In the many years that I’ve reported on the sorry state of the federal government lending program, I’ve heard from many student loan borrowers in their 20s who couldn’t navigate the thicket of complex rules and bureaucracy. There are also reports of desperate parents who have often taken on part-time jobs for their children as soldiers, public defenders or teachers who work 60 to 80 hours a week to find their way around the system.

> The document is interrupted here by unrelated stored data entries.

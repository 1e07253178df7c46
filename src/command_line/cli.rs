#![allow(clippy::cast_precision_loss)]

use impossible_puzzle::sum_product::analysis::{self, sum_breakdown, trace};
use impossible_puzzle::sum_product::bounds::{DEFAULT_MAX, RangePolicy, parse_max};
use impossible_puzzle::sum_product::grid::SurvivalGrid;
use impossible_puzzle::sum_product::walkthrough::{StepCursor, walkthrough};
use impossible_puzzle::sum_product::{Outcome, PairId, ParseError, SolutionSteps, Step, solve};
use clap::{Args, Parser, Subcommand};
use std::time::{Duration, Instant};
use tikv_jemalloc_ctl::{epoch, stats};

/// Defines the command-line interface for the puzzle solver.
///
/// Uses `clap` for parsing arguments.
#[derive(Parser, Debug)]
#[command(
    name = "impossible",
    version,
    about = "Step through the sum and product puzzle"
)]
pub(crate) struct Cli {
    /// Specifies the subcommand to execute (e.g. `solve`, `trace`, `sum`).
    #[clap(subcommand)]
    pub command: Option<Commands>,

    /// Common options applicable to all commands.
    #[command(flatten)]
    pub common: CommonOptions,
}

/// Enumerates the available subcommands.
#[derive(Subcommand, Debug)]
pub(crate) enum Commands {
    /// Run all four statements and report the survivors of each.
    Solve {
        /// Upper bound for both numbers. Non-numeric input falls back to the default.
        #[arg(short, long, default_value_t = DEFAULT_MAX.to_string(), allow_hyphen_values = true)]
        max: String,

        /// Show the candidate grid at this stage (0 to 4).
        #[arg(long)]
        step: Option<usize>,

        /// Print the candidate grid for the selected stage.
        #[arg(short, long, default_value_t = false)]
        grid: bool,

        /// Common options for this subcommand.
        #[command(flatten)]
        common: CommonOptions,
    },

    /// Follow a single pair, written `x-y`, through every stage.
    Trace {
        /// The pair id, e.g. "2-6".
        #[arg(short, long)]
        id: String,

        /// Upper bound for both numbers.
        #[arg(short, long, default_value_t = DEFAULT_MAX.to_string(), allow_hyphen_values = true)]
        max: String,

        /// Common options for this subcommand.
        #[command(flatten)]
        common: CommonOptions,
    },

    /// List every decomposition of a sum and whether it makes the sum dangerous.
    Sum {
        /// The sum to break down.
        #[arg(short, long)]
        sum: u32,

        /// Upper bound for both numbers.
        #[arg(short, long, default_value_t = DEFAULT_MAX.to_string(), allow_hyphen_values = true)]
        max: String,

        /// Common options for this subcommand.
        #[command(flatten)]
        common: CommonOptions,
    },

    /// Generate shell completion scripts.
    Completions {
        /// The shell to generate completions for.
        #[arg(value_enum)]
        shell: clap_complete::Shell,
    },
}

/// Defines common command-line options shared across different subcommands.
#[derive(Args, Debug, Default, Clone)]
pub(crate) struct CommonOptions {
    /// Enable debug output, logging every filtering round.
    #[arg(short, long, default_value_t = false)]
    pub(crate) debug: bool,

    /// Re-check the result against the laws of each round.
    #[arg(long, default_value_t = false)]
    pub(crate) verify: bool,

    /// Enable printing of timing and memory statistics after solving.
    #[arg(long, default_value_t = false)]
    pub(crate) stats: bool,

    /// What to do with a bound outside the supported range.
    #[arg(long, default_value_t = RangePolicy::Clamp)]
    pub(crate) range_policy: RangePolicy,
}

/// Reads the bound and runs the pipeline, timing the solve.
///
/// # Errors
///
/// If the bound is rejected by the range policy.
pub(crate) fn load(max: &str, common: &CommonOptions) -> Result<(SolutionSteps, Duration), String> {
    let max = parse_max(max, common.range_policy).map_err(|e| e.to_string())?;

    let time = Instant::now();
    let steps = solve(i64::from(max));
    let elapsed = time.elapsed();

    if common.verify {
        analysis::verify(&steps).map_err(|e| format!("Verification failed: {e}"))?;
        println!("Verified: true");
    }

    Ok((steps, elapsed))
}

/// Solves and prints the dialogue, the outcome and optionally the grid.
///
/// # Errors
///
/// If the bound is rejected or the stage index is out of range.
pub(crate) fn run_solve(
    max: &str,
    step: Option<usize>,
    grid: bool,
    common: &CommonOptions,
) -> Result<(), String> {
    if let Some(index) = step {
        if index > Step::LAST {
            return Err(format!(
                "Stage {index} does not exist, expected 0 to {}",
                Step::LAST
            ));
        }
    }

    let (steps, elapsed) = load(max, common)?;

    println!("Range: 2..={}", steps.max());
    for line in walkthrough(&steps) {
        println!("{line}");
    }

    let cursor = StepCursor::at(step.unwrap_or(Step::LAST));
    let stage = cursor.current();
    println!("\n{cursor}: {stage}");
    println!("Survivors: {}", steps.stage(stage));

    if grid {
        print!("\n{}", SurvivalGrid::new(&steps, stage));
    }

    if common.stats {
        print_stats(&steps, elapsed);
    }

    let outcome = steps.outcome();
    println!("\n{outcome}");
    if let Outcome::Unique(pair) = outcome {
        println!("{pair}");
    }

    Ok(())
}

/// Prints the membership of one pair at every stage, explaining a round 2 elimination.
///
/// # Errors
///
/// If the id is malformed, the bound is rejected, or the pair is out of range.
pub(crate) fn run_trace(id: &str, max: &str, common: &CommonOptions) -> Result<(), String> {
    let id: PairId = id.parse().map_err(|e: ParseError| e.to_string())?;
    let (steps, elapsed) = load(max, common)?;

    let Some(pair_trace) = trace(&steps, id) else {
        return Err(format!("Pair {id} is not in range 2..={}", steps.max()));
    };

    println!("{}", pair_trace.pair);
    print!("{pair_trace}");

    match pair_trace.eliminated_at() {
        Some(step) => {
            println!("Eliminated at {step}: {}", step.rule());
            if step == Step::SumKnew {
                print!("\n{}", sum_breakdown(&steps, pair_trace.pair.sum));
            }
        }
        None => println!("Survives every statement"),
    }

    if common.stats {
        print_stats(&steps, elapsed);
    }

    Ok(())
}

/// Prints every decomposition of `sum` with its round 1 status.
///
/// # Errors
///
/// If the bound is rejected.
pub(crate) fn run_sum(sum: u32, max: &str, common: &CommonOptions) -> Result<(), String> {
    let (steps, elapsed) = load(max, common)?;
    let breakdown = sum_breakdown(&steps, sum);

    print!("{breakdown}");
    if breakdown.is_dangerous() {
        println!("Sum {sum} is dangerous: Mr. S could not have known");
    } else {
        println!("Sum {sum} is safe");
    }

    if common.stats {
        print_stats(&steps, elapsed);
    }

    Ok(())
}

/// Reads allocated and resident memory in MiB, or zero if jemalloc can't say.
pub(crate) fn memory_usage() -> (f64, f64) {
    let read = || -> Option<(usize, usize)> {
        epoch::advance().ok()?;
        let allocated = stats::allocated::mib().ok()?.read().ok()?;
        let resident = stats::resident::mib().ok()?.read().ok()?;
        Some((allocated, resident))
    };

    read().map_or((0.0, 0.0), |(allocated, resident)| {
        (
            allocated as f64 / (1024.0 * 1024.0),
            resident as f64 / (1024.0 * 1024.0),
        )
    })
}

/// Helper function to print a single statistic line in a formatted table row.
///
/// # Arguments
/// * `label` - The description of the statistic.
/// * `value` - The value of the statistic, implementing `std::fmt::Display`.
pub(crate) fn stat_line(label: &str, value: impl std::fmt::Display) {
    println!("|  {label:<28} {value:>18}  |");
}

/// Prints a summary of the solve: survivors per stage, time and memory.
pub(crate) fn print_stats(steps: &SolutionSteps, elapsed: Duration) {
    let (allocated, resident) = memory_usage();

    println!("\n=======================[ Problem Statistics ]=========================");
    stat_line("Range", format!("2..={}", steps.max()));
    for (step, set) in steps.stages() {
        stat_line(&step.to_string(), set.len());
    }

    println!("========================[ Search Statistics ]========================");
    stat_line("Memory usage (MiB)", format!("{allocated:.2}"));
    stat_line("Resident memory (MiB)", format!("{resident:.2}"));
    stat_line("CPU time (s)", format!("{:.6}", elapsed.as_secs_f64()));
    println!("=====================================================================");
}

But this email from Arianna Miskin was a first: She was trying to help her mother, Susan Miskin, a retired New York public school teacher, cancel her $92,000 credit. This debt was older than her daughter.
What had given her hope was a temporary waiver from the Biden administration that changed a number of rules that had handicapped her mother.
I admired Arianna’s audacity. Your search moved me. And I wasn’t at all sure that she would make it.
So here’s what happened.
Susan Miskin began borrowing to attend community college and courses at two colleges in the City University of New York system in the late 1980s to earn her bachelor’s degree. To further increase her earning potential, she received her master’s degree from Adelphi, a private university that enabled her to attend school for nine hours every Saturday when she was not working.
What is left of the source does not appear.